The company had already been seeing pressure on its profits from its investment in technology and payouts for payment protection insurance (PPI) before booking a £101m hit from Covid-19.

Nationwide said it would suspend repossessions of its mortgage customers in arrears for 12 months as part of its support measures for Covid-affected members.

Like all banks, it expects to see a surge in the numbers of people unable to make their interest payments.

Nationwide chief executive Joe Garner said: “In the last month of our financial year all our lives have been overshadowed by the coronavirus.

“We are helping members in financial difficulty with payment holidays on mortgages and loans and interest-free overdraft periods, and we have promised that no mortgage member will lose their home over the next 12 months due to the impact of the coronavirus.

“We’ve taken steps to protect our employees’ physical and mental health so we can maintain essential services to our members, and we’ve gone a step further and promised that everyone’s job is safe in 2020.”

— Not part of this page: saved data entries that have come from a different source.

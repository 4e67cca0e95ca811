// ABOUTME: Catalog of supported frameworks: scaffold repositories, modules, env values and bootstrap commands

use crate::models::ProvisionMode;
use crate::template::Replacements;
use clap::ValueEnum;
use lazy_static::lazy_static;
use regex::Regex;
use std::fmt;

pub const PROXY_MODULE: &str = "proxy";
pub const MYSQL_MODULE: &str = "mysql";
pub const MAILPIT_MODULE: &str = "mailpit";

/// Compose service of the shared database module.
pub const DATABASE_SERVICE: &str = "my_database";
const DATABASE_ROOT_FLAGS: [&str; 2] = ["-uroot", "-prootpw"];

lazy_static! {
    static ref DATABASE_NAME: Regex = Regex::new(r"^[A-Za-z0-9_]+$").expect("valid database name pattern");
}

/// Supported project stacks.
#[derive(Debug, Clone, Copy, PartialEq, Eq, ValueEnum)]
pub enum Framework {
    Laravel,
    Wordpress,
    Php,
    Nuxt,
}

impl fmt::Display for Framework {
    fn fmt(&self, f: &mut fmt::Formatter<'_>) -> fmt::Result {
        f.write_str(self.name())
    }
}

/// Which container a bootstrap command runs in.
#[derive(Debug, Clone, Copy, PartialEq, Eq)]
pub enum Service {
    Project,
    Database,
}

/// One unit of framework bootstrap work, interpreted by the pipeline.
#[derive(Debug, Clone, PartialEq, Eq)]
pub enum BootstrapAction {
    Exec {
        service: Service,
        command: &'static str,
        args: Vec<String>,
    },
    /// Re-apply `.env` substitutions after the source layout changed
    RewriteEnv(Replacements),
    Reboot,
    WaitForDatabase,
}

fn exec(service: Service, command: &'static str, args: &[&str]) -> BootstrapAction {
    BootstrapAction::Exec {
        service,
        command,
        args: args.iter().map(|a| (*a).to_string()).collect(),
    }
}

/// Values substituted into a project's `.env`.
#[derive(Debug, Clone)]
pub struct EnvContext<'a> {
    pub name: &'a str,
    pub proxy: &'a str,
    pub timezone: &'a str,
    pub mode: ProvisionMode,
}

impl Framework {
    /// Identifier stored in the registry.
    pub fn name(self) -> &'static str {
        match self {
            Framework::Laravel => "laravel",
            Framework::Wordpress => "wordpress",
            Framework::Php => "php",
            Framework::Nuxt => "nuxt",
        }
    }

    pub fn display_name(self) -> &'static str {
        match self {
            Framework::Laravel => "Laravel",
            Framework::Wordpress => "WordPress",
            Framework::Php => "PHP",
            Framework::Nuxt => "Nuxt",
        }
    }

    /// Language recorded next to the framework.
    pub fn lang(self) -> &'static str {
        match self {
            Framework::Laravel | Framework::Wordpress | Framework::Php => "php",
            Framework::Nuxt => "node",
        }
    }

    /// Boilerplate repository cloned into the target path.
    pub fn scaffold_repo(self) -> &'static str {
        match self {
            Framework::Laravel => "docker_laravel",
            Framework::Wordpress => "docker_wordpress",
            Framework::Php => "docker_php",
            Framework::Nuxt => "docker_nodejs",
        }
    }

    /// Exact string in `devcontainer.json.example` replaced by the project name.
    pub fn descriptor_placeholder(self) -> &'static str {
        match self {
            Framework::Laravel => r#""name": "project_repository","#,
            Framework::Wordpress => r#""name": "my wordpress","#,
            Framework::Php => r#""name": "my php","#,
            Framework::Nuxt => r#""name": "nodejs project","#,
        }
    }

    /// WordPress only supports fresh scaffolds.
    pub fn supports_clone(self) -> bool {
        !matches!(self, Framework::Wordpress)
    }

    /// Module list recorded on the project. Laravel and WordPress use a fixed
    /// set; the others get the proxy plus whatever the user selected.
    pub fn modules(self, selected: &[String]) -> Vec<String> {
        match self {
            Framework::Laravel | Framework::Wordpress => {
                vec![PROXY_MODULE.into(), MYSQL_MODULE.into(), MAILPIT_MODULE.into()]
            }
            Framework::Php | Framework::Nuxt => {
                let mut modules = vec![PROXY_MODULE.to_string()];
                for module in selected {
                    if !modules.contains(module) {
                        modules.push(module.clone());
                    }
                }
                modules
            }
        }
    }

    /// Values written into the project `.env`, in substitution order.
    pub fn env_replacements(self, ctx: &EnvContext<'_>) -> Replacements {
        let source = match ctx.mode {
            ProvisionMode::New => "src".to_string(),
            ProvisionMode::Clone => source_subpath(ctx.name),
        };

        match self {
            Framework::Laravel => Replacements::new()
                .env("CONTAINER_NAME", ctx.name)
                .env("REPOSITORY", &source)
                .env("DOCKER_PATH", "Infra/php")
                .env("VIRTUAL_HOST", ctx.proxy)
                .env("TZ", ctx.timezone),
            Framework::Wordpress => Replacements::new()
                .env("MY_WORDPRESS_DB", database_name(ctx.name).unwrap_or_default())
                .env("CONTAINER_NAME", ctx.name)
                .env("VIRTUAL_HOST", ctx.proxy),
            Framework::Php => Replacements::new()
                .env("REPOSITORY_PATH", &source)
                .env("CONTAINER_NAME", ctx.name)
                .env("VIRTUAL_HOST", ctx.proxy)
                .env("TZ", ctx.timezone),
            Framework::Nuxt => Replacements::new()
                .env("CONTAINER_NAME", ctx.name)
                .env("REPOSITORY", &source)
                .env("DOCKER_PATH", "Infra")
                .env("VIRTUAL_HOST", ctx.proxy)
                .env("VIRTUAL_PORT", "3000"),
        }
    }

    /// Commands run inside the booted containers. Empty means the step is skipped.
    pub fn bootstrap(self, mode: ProvisionMode, name: &str, has_composer_manifest: bool) -> Vec<BootstrapAction> {
        use Service::{Database, Project};

        match (self, mode) {
            (Framework::Laravel, ProvisionMode::New) => vec![
                exec(Project, "laravel", &["new", name, "--no-interaction", "--phpunit", "--database=sqlite"]),
                BootstrapAction::RewriteEnv(repository_rewrite(name)),
                BootstrapAction::Reboot,
                exec(Project, "composer", &["install"]),
            ],
            (Framework::Laravel, ProvisionMode::Clone) => vec![
                exec(Project, "composer", &["install"]),
                exec(Project, "php", &["-r", "file_exists('.env') || copy('.env.example', '.env');"]),
                exec(Project, "php", &["artisan", "key:generate"]),
            ],
            (Framework::Nuxt, ProvisionMode::New) => vec![
                exec(
                    Project,
                    "npm",
                    &["create", "nuxt@latest", name, "--", "--packageManager", "npm", "--no-gitInit", "--no-modules"],
                ),
                BootstrapAction::RewriteEnv(repository_rewrite(name)),
                BootstrapAction::Reboot,
            ],
            (Framework::Nuxt, ProvisionMode::Clone) => vec![exec(Project, "npm", &["install"])],
            (Framework::Php, ProvisionMode::Clone) if has_composer_manifest => {
                vec![exec(Project, "composer", &["install"])]
            }
            (Framework::Php, _) => Vec::new(),
            (Framework::Wordpress, _) => {
                let Some(db) = database_name(name) else {
                    return Vec::new();
                };
                let statement = format!("CREATE DATABASE IF NOT EXISTS `{db}`");
                let mut args: Vec<&str> = DATABASE_ROOT_FLAGS.to_vec();
                args.extend(["-e", statement.as_str()]);
                vec![BootstrapAction::WaitForDatabase, exec(Database, "mysql", &args)]
            }
        }
    }

    pub fn bootstrap_message(self, mode: ProvisionMode) -> &'static str {
        match (self, mode) {
            (Framework::Wordpress, _) => "Creating WordPress database...",
            (_, ProvisionMode::New) => "Generating application...",
            (_, ProvisionMode::Clone) => "Installing dependencies...",
        }
    }
}

/// Where a project's source lives inside its scaffold.
pub fn source_subpath(name: &str) -> String {
    format!("src/{name}")
}

fn repository_rewrite(name: &str) -> Replacements {
    Replacements::new().literal("REPOSITORY=src", format!("REPOSITORY={}", source_subpath(name)))
}

/// Arguments of the readiness probe against the shared database.
pub fn database_probe_args() -> Vec<String> {
    ["ping", "-h", "localhost"]
        .into_iter()
        .chain(DATABASE_ROOT_FLAGS)
        .map(str::to_string)
        .collect()
}

/// Database name derived from a project name: `-` becomes `_`, backticks are
/// dropped, and anything outside `[A-Za-z0-9_]` is rejected.
pub fn database_name(name: &str) -> Option<String> {
    let db = name.replace('-', "_").replace('`', "");
    DATABASE_NAME.is_match(&db).then_some(db)
}

#[cfg(test)]
mod tests {
    use super::*;
    use pretty_assertions::assert_eq;

    fn ctx(mode: ProvisionMode) -> EnvContext<'static> {
        EnvContext {
            name: "blog",
            proxy: "blog.localhost",
            timezone: "Asia/Tokyo",
            mode,
        }
    }

    fn pairs(r: &Replacements) -> Vec<(String, String)> {
        r.iter().map(|(k, v)| (k.to_string(), v.to_string())).collect()
    }

    #[test]
    fn test_fixed_and_selected_modules() {
        let selected = vec!["mysql".to_string(), "proxy".to_string()];

        assert_eq!(Framework::Laravel.modules(&selected), vec!["proxy", "mysql", "mailpit"]);
        assert_eq!(Framework::Php.modules(&selected), vec!["proxy", "mysql"]);
        assert_eq!(Framework::Nuxt.modules(&[]), vec!["proxy"]);
    }

    #[test]
    fn test_laravel_env_depends_on_mode() {
        let new = pairs(&Framework::Laravel.env_replacements(&ctx(ProvisionMode::New)));
        let clone = pairs(&Framework::Laravel.env_replacements(&ctx(ProvisionMode::Clone)));

        assert!(new.contains(&("REPOSITORY=".into(), "REPOSITORY=src".into())));
        assert!(clone.contains(&("REPOSITORY=".into(), "REPOSITORY=src/blog".into())));
        assert!(new.contains(&("TZ=".into(), "TZ=Asia/Tokyo".into())));
    }

    #[test]
    fn test_wordpress_env_carries_database_name() {
        let env = Framework::Wordpress.env_replacements(&EnvContext {
            name: "my-site",
            ..ctx(ProvisionMode::New)
        });

        assert!(pairs(&env).contains(&("MY_WORDPRESS_DB=".into(), "MY_WORDPRESS_DB=my_site".into())));
    }

    #[test]
    fn test_laravel_new_bootstrap_rewrites_and_reboots() {
        let actions = Framework::Laravel.bootstrap(ProvisionMode::New, "blog", false);

        assert_eq!(actions.len(), 4);
        assert_eq!(actions[2], BootstrapAction::Reboot);
        match &actions[1] {
            BootstrapAction::RewriteEnv(r) => {
                assert_eq!(pairs(r), vec![("REPOSITORY=src".into(), "REPOSITORY=src/blog".into())]);
            }
            other => panic!("unexpected action {other:?}"),
        }
    }

    #[test]
    fn test_php_bootstrap_depends_on_manifest() {
        assert!(Framework::Php.bootstrap(ProvisionMode::New, "shop", true).is_empty());
        assert!(Framework::Php.bootstrap(ProvisionMode::Clone, "shop", false).is_empty());
        assert_eq!(Framework::Php.bootstrap(ProvisionMode::Clone, "shop", true).len(), 1);
    }

    #[test]
    fn test_wordpress_bootstrap_creates_database() {
        let actions = Framework::Wordpress.bootstrap(ProvisionMode::New, "my-site", false);

        assert_eq!(actions[0], BootstrapAction::WaitForDatabase);
        match &actions[1] {
            BootstrapAction::Exec { service, command, args } => {
                assert_eq!(*service, Service::Database);
                assert_eq!(*command, "mysql");
                assert_eq!(args.last().unwrap(), "CREATE DATABASE IF NOT EXISTS `my_site`");
            }
            other => panic!("unexpected action {other:?}"),
        }
    }

    #[test]
    fn test_database_name_sanitizing() {
        assert_eq!(database_name("my-blog").as_deref(), Some("my_blog"));
        assert_eq!(database_name("a`b").as_deref(), Some("ab"));
        assert_eq!(database_name("bad name"), None);
        assert_eq!(database_name(""), None);
    }

    #[test]
    fn test_wordpress_cannot_clone() {
        assert!(!Framework::Wordpress.supports_clone());
        assert!(Framework::Nuxt.supports_clone());
    }
}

The building society has also promised that no-one will lose their home in the next 12 months because of the impact of coronavirus.

Nationwide, one of the big players in the mortgage market, said total gross mortgage lending fell to £30.9m from £36.4bn last year, with its market share shrink to 11.4 percent from 13.4 percent last year.

Provisions for PPI increased to £56m from £15m last year due to higher-than-expected claims ahead of the deadline in August 2019.

Nationwide reported a core capital buffer of 31.9 percent, down slightly from 32.2 percent the previous year but still ahead of most major rivals.